- _Data shown_:

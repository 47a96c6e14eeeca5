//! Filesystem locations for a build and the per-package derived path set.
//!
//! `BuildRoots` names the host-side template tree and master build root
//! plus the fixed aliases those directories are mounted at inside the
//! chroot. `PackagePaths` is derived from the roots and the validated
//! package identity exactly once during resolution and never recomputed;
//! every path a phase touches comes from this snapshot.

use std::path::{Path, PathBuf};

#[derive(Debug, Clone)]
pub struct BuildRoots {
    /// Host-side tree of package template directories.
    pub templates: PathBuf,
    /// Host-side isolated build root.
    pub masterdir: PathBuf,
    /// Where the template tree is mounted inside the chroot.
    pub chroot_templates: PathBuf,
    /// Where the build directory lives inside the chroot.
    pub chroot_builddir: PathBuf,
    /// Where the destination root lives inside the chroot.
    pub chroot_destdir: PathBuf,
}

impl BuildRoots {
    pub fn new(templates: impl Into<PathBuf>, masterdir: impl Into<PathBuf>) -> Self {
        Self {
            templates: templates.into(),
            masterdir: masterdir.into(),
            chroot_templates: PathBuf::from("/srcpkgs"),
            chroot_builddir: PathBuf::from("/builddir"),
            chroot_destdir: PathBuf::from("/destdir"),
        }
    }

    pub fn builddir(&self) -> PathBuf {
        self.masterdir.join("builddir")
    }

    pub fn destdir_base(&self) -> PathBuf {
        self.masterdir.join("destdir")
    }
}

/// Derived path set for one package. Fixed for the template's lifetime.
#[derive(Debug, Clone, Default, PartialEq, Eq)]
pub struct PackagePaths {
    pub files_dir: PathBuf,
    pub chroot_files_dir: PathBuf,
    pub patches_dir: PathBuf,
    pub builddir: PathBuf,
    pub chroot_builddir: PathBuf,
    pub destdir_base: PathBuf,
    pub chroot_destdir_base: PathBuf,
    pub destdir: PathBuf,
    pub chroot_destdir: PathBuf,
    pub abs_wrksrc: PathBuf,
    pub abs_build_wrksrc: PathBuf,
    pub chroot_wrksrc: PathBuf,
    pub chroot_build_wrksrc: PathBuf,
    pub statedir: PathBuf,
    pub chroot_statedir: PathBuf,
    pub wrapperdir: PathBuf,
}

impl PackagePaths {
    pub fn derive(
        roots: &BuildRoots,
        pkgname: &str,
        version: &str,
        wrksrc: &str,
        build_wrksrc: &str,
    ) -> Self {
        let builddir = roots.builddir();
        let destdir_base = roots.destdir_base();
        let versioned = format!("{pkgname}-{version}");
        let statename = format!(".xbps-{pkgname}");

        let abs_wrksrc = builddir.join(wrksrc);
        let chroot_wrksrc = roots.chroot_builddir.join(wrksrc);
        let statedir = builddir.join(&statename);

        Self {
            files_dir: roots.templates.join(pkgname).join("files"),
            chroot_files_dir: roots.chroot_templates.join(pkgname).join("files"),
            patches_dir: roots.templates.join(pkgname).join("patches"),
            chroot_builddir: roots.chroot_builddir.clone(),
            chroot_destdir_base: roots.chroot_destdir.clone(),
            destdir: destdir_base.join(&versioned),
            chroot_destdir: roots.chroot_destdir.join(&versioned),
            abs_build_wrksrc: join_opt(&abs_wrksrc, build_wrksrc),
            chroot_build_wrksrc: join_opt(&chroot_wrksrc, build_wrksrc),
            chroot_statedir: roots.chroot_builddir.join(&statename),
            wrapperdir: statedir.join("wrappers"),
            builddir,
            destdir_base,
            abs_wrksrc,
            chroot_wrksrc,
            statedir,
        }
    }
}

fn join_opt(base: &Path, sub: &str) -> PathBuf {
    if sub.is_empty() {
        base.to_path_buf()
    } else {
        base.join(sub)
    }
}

---

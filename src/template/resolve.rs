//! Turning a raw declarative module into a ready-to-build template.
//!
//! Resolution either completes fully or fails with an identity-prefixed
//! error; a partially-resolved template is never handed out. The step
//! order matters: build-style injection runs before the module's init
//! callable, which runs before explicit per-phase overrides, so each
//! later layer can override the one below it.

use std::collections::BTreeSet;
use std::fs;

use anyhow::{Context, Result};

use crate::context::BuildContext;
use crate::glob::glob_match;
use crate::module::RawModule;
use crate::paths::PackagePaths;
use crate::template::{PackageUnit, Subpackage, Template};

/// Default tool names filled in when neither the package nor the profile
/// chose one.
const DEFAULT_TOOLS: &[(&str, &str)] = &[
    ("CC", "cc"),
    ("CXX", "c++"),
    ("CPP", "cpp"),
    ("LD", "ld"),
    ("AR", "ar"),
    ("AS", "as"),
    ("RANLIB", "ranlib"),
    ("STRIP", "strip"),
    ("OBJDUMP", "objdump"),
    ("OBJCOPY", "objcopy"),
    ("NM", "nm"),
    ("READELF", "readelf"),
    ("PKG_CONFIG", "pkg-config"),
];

- _Problem_:
An exact, complete copy of the lines above from the one with "repository 47a96c6e14eeeca5" through the one with "at inside the" is the whole answer.

- _Solution to this problem_:
repository 47a96c6e14eeeca5
//! Filesystem locations for a build and the per-package derived path set.
//!
//! `BuildRoots` names the host-side template tree and master build root
//! plus the fixed aliases those directories are mounted at inside the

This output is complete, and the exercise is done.